The trees came yesterday. It took about 3 hours to get 13 of them planted, and we still have a lot more to do. We planted the two Forsythia on the sunny side of the house, in front of the grass that will become the soft fruit patch very soon. All of the sugar maples went on the sunny side of the bigger barn. A few other trees went into the ground where we thought they would throw some useful shade. All we have left to plant is the orchard and the evergreens. The fruit trees are all going on a little hill between the barn and the pond site, right next to where the bees will be situated. The evergreens are all going to be planted along the Northern border of the property, where hopefully in time they will provide a little windbreak.

So today the boys and I will probably spend most of the day digging. Once that is all finished, I think I might go out and search for a few logs that I can use as fence posts. Then I’ll have more digging to do to get those in. I think I finally convinced my husband as to my need for a fenced-in area for the boys. While I was getting the trees in, the boys decided to follow me instead of playing near the trailer where my hubby was working on the axle. Our three year old is such a good boy – he always does what we ask him to do and is very helpful. On the other hand, our soon-to-be two year old is the antithesis to his brother. I know he can hear me when I tell him “no” or “come here” because he stops and cocks his head, then he runs off giggling like a madman without a purpose. Invariably, whenever we go outside, he takes off toward the road or around one of the barns where I can’t see him. His attention span is so short that even if I give him some dirt to play in (which he has been known to play in for 20 minutes at a time) he usually loses interest in two minutes and runs off to find something else to play with.

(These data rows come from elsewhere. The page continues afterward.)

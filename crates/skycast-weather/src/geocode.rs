//! Forward geocoding: convert a free-text place name to coordinates.
//! Uses the Open-Meteo geocoding API - free, no API key required.

use serde::Deserialize;
use tracing::instrument;

use crate::http::HttpClient;
use crate::types::{valid_coordinates, Location, WeatherError};

pub const GEOCODING_BASE_URL: &str = "https://geocoding-api.open-meteo.com";
const SEARCH_PATH: &str = "/v1/search";

#[derive(Debug, Deserialize)]
struct SearchResponse {
    results: Option<Vec<SearchResult>>,
}

#[derive(Debug, Deserialize)]
struct SearchResult {
    name: String,
    latitude: f64,
    longitude: f64,
    country: Option<String>,
    admin1: Option<String>,
    timezone: Option<String>,
}

/// Resolves city names to a [`Location`], taking the provider's first match.
#[derive(Debug, Clone)]
pub struct Geocoder {
    http: HttpClient,
    base_url: String,
    max_candidates: Option<u32>,
}

impl Geocoder {
    pub fn new(http: HttpClient) -> Self {
        Self {
            http,
            base_url: GEOCODING_BASE_URL.to_string(),
            max_candidates: Some(1),
        }
    }

    pub fn with_base_url(mut self, base_url: impl Into<String>) -> Self {
        self.base_url = base_url.into().trim_end_matches('/').to_string();
        self
    }

    /// Limit the number of candidates the provider returns; `None` leaves
    /// the provider default in place. Only the first candidate is used either way.
    pub fn with_max_candidates(mut self, count: Option<u32>) -> Self {
        self.max_candidates = count;
        self
    }

    /// Resolve `query` to the provider's first matching location.
    ///
    /// # Errors
    /// - [`WeatherError::EmptyQuery`] for blank input, without any request
    /// - [`WeatherError::NotFound`] when the provider has no match
    /// - [`WeatherError::Transport`] / [`WeatherError::MalformedResponse`]
    ///   when the lookup itself failed
    #[instrument(skip(self), level = "info")]
    pub async fn resolve(&self, query: &str) -> Result<Location, WeatherError> {
        let query = query.trim();
        if query.is_empty() {
            return Err(WeatherError::EmptyQuery);
        }

        let mut params = vec![
            ("name", query.to_string()),
            ("language", "en".to_string()),
            ("format", "json".to_string()),
        ];
        if let Some(count) = self.max_candidates {
            params.push(("count", count.to_string()));
        }

        let url = format!("{}{}", self.base_url, SEARCH_PATH);
        let body: SearchResponse = self.http.get_json(&url, &params).await?;

        let first = body
            .results
            .and_then(|results| results.into_iter().next())
            .ok_or_else(|| WeatherError::NotFound(query.to_string()))?;

        if !valid_coordinates(first.latitude, first.longitude) {
            return Err(WeatherError::MalformedResponse(format!(
                "geocoding result for {:?} has out-of-range coordinates ({}, {})",
                query, first.latitude, first.longitude
            )));
        }

        let location = Location {
            query: query.to_string(),
            latitude: first.latitude,
            longitude: first.longitude,
            resolved_name: first.name,
            country: first.country.unwrap_or_default(),
            admin1: first.admin1,
            timezone: first.timezone,
        };

        tracing::info!(
            "Resolved {:?} to {} ({:.4}, {:.4})",
            query,
            location.display_name(),
            location.latitude,
            location.longitude
        );
        Ok(location)
    }
}

#[cfg(test)]
mod tests {
    use super::*;
    use crate::http::DEFAULT_TIMEOUT;
    use crate::retry::RetryConfig;

    fn geocoder() -> Geocoder {
        // Nothing listens on port 9; any request would fail with a transport error.
        let http = HttpClient::new(DEFAULT_TIMEOUT, RetryConfig::disabled()).unwrap();
        Geocoder::new(http).with_base_url("http://127.0.0.1:9/")
    }

    #[tokio::test]
    async fn test_empty_query_short_circuits() {
        let result = geocoder().resolve("").await;
        assert!(matches!(result, Err(WeatherError::EmptyQuery)));
    }

    #[tokio::test]
    async fn test_whitespace_query_short_circuits() {
        let result = geocoder().resolve("   \t\n").await;
        assert!(matches!(result, Err(WeatherError::EmptyQuery)));
    }

    #[test]
    fn test_base_url_trailing_slash_trimmed() {
        assert_eq!(geocoder().base_url, "http://127.0.0.1:9");
    }

    #[test]
    fn test_missing_results_key_parses() {
        let body: SearchResponse = serde_json::from_str(r#"{"generationtime_ms": 0.5}"#).unwrap();
        assert!(body.results.is_none());
    }
}
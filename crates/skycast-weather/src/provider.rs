//! Open-Meteo forecast client: fetches current, hourly and daily series for a
//! resolved location and normalizes them into a [`ForecastBundle`].

use chrono::{DateTime, NaiveDate, Utc};
use serde::Deserialize;
use tracing::instrument;

use crate::http::HttpClient;
use crate::types::{
    CurrentConditions, DailyPoint, FetchOptions, ForecastBundle, HourlyPoint, Location,
    WeatherError, DAILY_LIMIT, DEFAULT_WEATHER_CODE,
};

pub const FORECAST_BASE_URL: &str = "https://api.open-meteo.com";
const FORECAST_PATH: &str = "/v1/forecast";

const HOURLY_BASE_FIELDS: &str = "temperature_2m,weathercode";
const HOURLY_DETAIL_FIELDS: &str = "relative_humidity_2m,windspeed_10m";
const DAILY_FIELDS: &str = "temperature_2m_max,temperature_2m_min,weathercode";

#[derive(Debug, Deserialize)]
struct ForecastResponse {
    current_weather: Option<CurrentWeatherData>,
    hourly: Option<HourlyData>,
    daily: Option<DailyData>,
}

#[derive(Debug, Deserialize)]
struct CurrentWeatherData {
    temperature: f64,
    weathercode: Option<i32>,
    windspeed: Option<f64>,
    winddirection: Option<f64>,
}

#[derive(Debug, Deserialize)]
struct HourlyData {
    time: Vec<String>,
    temperature_2m: Option<Vec<Option<f64>>>,
    weathercode: Option<Vec<Option<i32>>>,
    relative_humidity_2m: Option<Vec<Option<f64>>>,
    windspeed_10m: Option<Vec<Option<f64>>>,
}

#[derive(Debug, Deserialize)]
struct DailyData {
    time: Vec<String>,
    temperature_2m_max: Option<Vec<Option<f64>>>,
    temperature_2m_min: Option<Vec<Option<f64>>>,
    weathercode: Option<Vec<Option<i32>>>,
}

/// Forecast client. One request per [`ForecastProvider::fetch`] call.
#[derive(Debug, Clone)]
pub struct ForecastProvider {
    http: HttpClient,
    base_url: String,
}

impl ForecastProvider {
    pub fn new(http: HttpClient) -> Self {
        Self {
            http,
            base_url: FORECAST_BASE_URL.to_string(),
        }
    }

    pub fn with_base_url(mut self, base_url: impl Into<String>) -> Self {
        self.base_url = base_url.into().trim_end_matches('/').to_string();
        self
    }

    /// Fetch and normalize the forecast for `location`.
    ///
    /// # Errors
    /// - [`WeatherError::InvalidCoordinates`] before any request is made
    /// - [`WeatherError::Transport`] for network failures and non-2xx statuses
    /// - [`WeatherError::MalformedResponse`] when `current_weather`, `hourly`
    ///   (or `daily`, when requested) is missing from the payload
    #[instrument(skip(self, location), fields(city = %location.resolved_name), level = "info")]
    pub async fn fetch(
        &self,
        location: &Location,
        options: &FetchOptions,
    ) -> Result<ForecastBundle, WeatherError> {
        if !location.has_valid_coordinates() {
            return Err(WeatherError::InvalidCoordinates {
                latitude: location.latitude,
                longitude: location.longitude,
            });
        }

        let url = format!("{}{}", self.base_url, FORECAST_PATH);
        let params = request_params(location, options);
        let response: ForecastResponse = self.http.get_json(&url, &params).await?;

        let bundle = normalize(response, options, Utc::now())?;
        tracing::info!(
            "Fetched forecast for {}: {:.1}°C, {} hourly, {} daily entries",
            location.display_name(),
            bundle.current.temperature_celsius,
            bundle.hourly.len(),
            bundle.daily.len()
        );
        Ok(bundle)
    }
}

fn request_params(location: &Location, options: &FetchOptions) -> Vec<(&'static str, String)> {
    let hourly = if options.include_wind_and_humidity {
        format!("{HOURLY_BASE_FIELDS},{HOURLY_DETAIL_FIELDS}")
    } else {
        HOURLY_BASE_FIELDS.to_string()
    };

    let mut params = vec![
        ("latitude", location.latitude.to_string()),
        ("longitude", location.longitude.to_string()),
        ("current_weather", "true".to_string()),
        ("hourly", hourly),
    ];
    if options.include_daily {
        params.push(("daily", DAILY_FIELDS.to_string()));
    }
    params.push(("timezone", "auto".to_string()));
    params
}

fn normalize(
    response: ForecastResponse,
    options: &FetchOptions,
    observed_at: DateTime<Utc>,
) -> Result<ForecastBundle, WeatherError> {
    let current = response
        .current_weather
        .ok_or_else(|| WeatherError::MalformedResponse("missing current_weather".to_string()))?;
    let hourly = response
        .hourly
        .ok_or_else(|| WeatherError::MalformedResponse("missing hourly".to_string()))?;

    let current = CurrentConditions {
        temperature_celsius: current.temperature,
        weather_code: current.weathercode.unwrap_or(DEFAULT_WEATHER_CODE),
        wind_speed_kmh: current.windspeed,
        wind_direction_deg: current.winddirection,
        observed_at,
    };

    let hourly = normalize_hourly(hourly, options.hourly_horizon)?;

    let daily = if options.include_daily {
        let daily = response
            .daily
            .ok_or_else(|| WeatherError::MalformedResponse("missing daily".to_string()))?;
        normalize_daily(daily)?
    } else {
        Vec::new()
    };

    Ok(ForecastBundle {
        current,
        hourly,
        daily,
    })
}

fn normalize_hourly(hourly: HourlyData, horizon: usize) -> Result<Vec<HourlyPoint>, WeatherError> {
    let temperatures = hourly
        .temperature_2m
        .ok_or_else(|| WeatherError::MalformedResponse("missing hourly.temperature_2m".to_string()))?;

    if temperatures.len() != hourly.time.len() {
        tracing::warn!(
            "Hourly series length mismatch: {} timestamps, {} temperatures",
            hourly.time.len(),
            temperatures.len()
        );
    }

    let codes = hourly.weathercode.unwrap_or_else(|| {
        tracing::warn!("Hourly weathercode missing, using code {}", DEFAULT_WEATHER_CODE);
        Vec::new()
    });
    let humidity = hourly.relative_humidity_2m.unwrap_or_default();
    let wind = hourly.windspeed_10m.unwrap_or_default();

    let points = hourly
        .time
        .into_iter()
        .zip(temperatures)
        .take(horizon)
        .enumerate()
        .filter_map(|(i, (timestamp, temperature))| {
            Some(HourlyPoint {
                timestamp,
                temperature_celsius: temperature?,
                weather_code: codes.get(i).copied().flatten().unwrap_or(DEFAULT_WEATHER_CODE),
                relative_humidity: humidity.get(i).copied().flatten(),
                wind_speed_kmh: wind.get(i).copied().flatten(),
            })
        })
        .collect();

    Ok(points)
}

fn normalize_daily(daily: DailyData) -> Result<Vec<DailyPoint>, WeatherError> {
    let max = daily
        .temperature_2m_max
        .ok_or_else(|| WeatherError::MalformedResponse("missing daily.temperature_2m_max".to_string()))?;
    let min = daily
        .temperature_2m_min
        .ok_or_else(|| WeatherError::MalformedResponse("missing daily.temperature_2m_min".to_string()))?;
    let codes = daily.weathercode.unwrap_or_default();

    let mut points = Vec::with_capacity(DAILY_LIMIT);
    for (i, day) in daily.time.iter().take(DAILY_LIMIT).enumerate() {
        let (Some(high), Some(low)) = (
            max.get(i).copied().flatten(),
            min.get(i).copied().flatten(),
        ) else {
            tracing::debug!("Skipping daily entry {} without min/max", day);
            continue;
        };

        let date = NaiveDate::parse_from_str(day, "%Y-%m-%d")
            .map_err(|e| WeatherError::MalformedResponse(format!("bad daily date {day:?}: {e}")))?;

        points.push(DailyPoint {
            date,
            max_temp_celsius: high,
            min_temp_celsius: low,
            weather_code: codes.get(i).copied().flatten().unwrap_or(DEFAULT_WEATHER_CODE),
        });
    }

    Ok(points)
}
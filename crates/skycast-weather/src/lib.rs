//! Weather lookup pipeline for Skycast
//!
//! Resolves a free-text city name with the Open-Meteo geocoding API, then
//! fetches current, hourly and daily conditions from the Open-Meteo forecast
//! API and normalizes them into Celsius-based, display-ready records.

pub mod codes;
pub mod geocode;
pub mod http;
pub mod narrator;
pub mod pipeline;
pub mod provider;
pub mod retry;
pub mod types;
pub mod units;

pub use codes::{describe, icon, WeatherCodeTable, UNKNOWN_LABEL};
pub use geocode::Geocoder;
pub use http::{HttpClient, DEFAULT_TIMEOUT};
pub use narrator::{narration_text, LogNarrator, Narrator, NarratorError};
pub use pipeline::{WeatherPipeline, WeatherReport};
pub use provider::ForecastProvider;
pub use retry::RetryConfig;
pub use types::*;
pub use units::{celsius_to_fahrenheit, TemperatureUnit};
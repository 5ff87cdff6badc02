//! Application error types.
//!
//! Every error can produce a short, user-facing message via `user_message()`;
//! the `Display` output keeps the detail for logs.

use skycast_weather::WeatherError;
use thiserror::Error;

/// Top-level application error type.
#[derive(Debug, Error)]
pub enum AppError {
    #[error("Weather lookup failed: {0}")]
    Weather(#[from] WeatherError),

    #[error("Configuration error: {0}")]
    Config(#[from] ConfigError),

    #[error("IO error: {0}")]
    Io(#[from] std::io::Error),

    #[error("{0}")]
    Other(#[from] anyhow::Error),
}

impl AppError {
    /// Returns a user-friendly message suitable for display.
    pub fn user_message(&self) -> &'static str {
        match self {
            AppError::Weather(e) => e.user_message(),
            AppError::Config(e) => e.user_message(),
            AppError::Io(_) => "A file operation failed. Please try again.",
            AppError::Other(_) => "An unexpected error occurred. Please try again.",
        }
    }
}

/// Configuration errors.
#[derive(Debug, Error)]
pub enum ConfigError {
    #[error("Configuration directory not available")]
    NoConfigDir,

    #[error("Invalid configuration: {0}")]
    Invalid(String),

    #[error("Configuration parse error: {0}")]
    ParseError(String),
}

impl ConfigError {
    pub fn user_message(&self) -> &'static str {
        match self {
            ConfigError::NoConfigDir => "No configuration directory found. Using defaults.",
            ConfigError::Invalid(_) => "Invalid configuration. Check your settings.",
            ConfigError::ParseError(_) => "Configuration file is malformed. Check your settings.",
        }
    }
}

Ok, to make this story short, he found this old, concrete watering trough that is half-filled with scummy water, chickweed, pine needles, dead bugs, and plan ol’ nastiness. Water! Hey, let’s jump in! He tried climbing into that thing so many times I lost count, and no number of spankings nor any level of yelling was going to deter him. I finally lost my patience, half scared that he would fall into that water, and half angry with myself for not knowing how to control my own child. My husband took a break from his trailer work to come help me with the kids, and eventually he took over planting the last half of the trees while I took the boys in for a bath. I’m really going to miss all the help he gives me with the boys and around the house. But, since missing him isn’t going to help, I’ll have to find something that will. A fenced-in area. I’m thinking the first place I’ll look for posts is back by the pond site. There are still a few downed trees back there, but I can’t remember how thick they are. If I can’t find anything back there, I might ask one of my farmer neighbors if I can rummage through their burn piles to find suitable posts.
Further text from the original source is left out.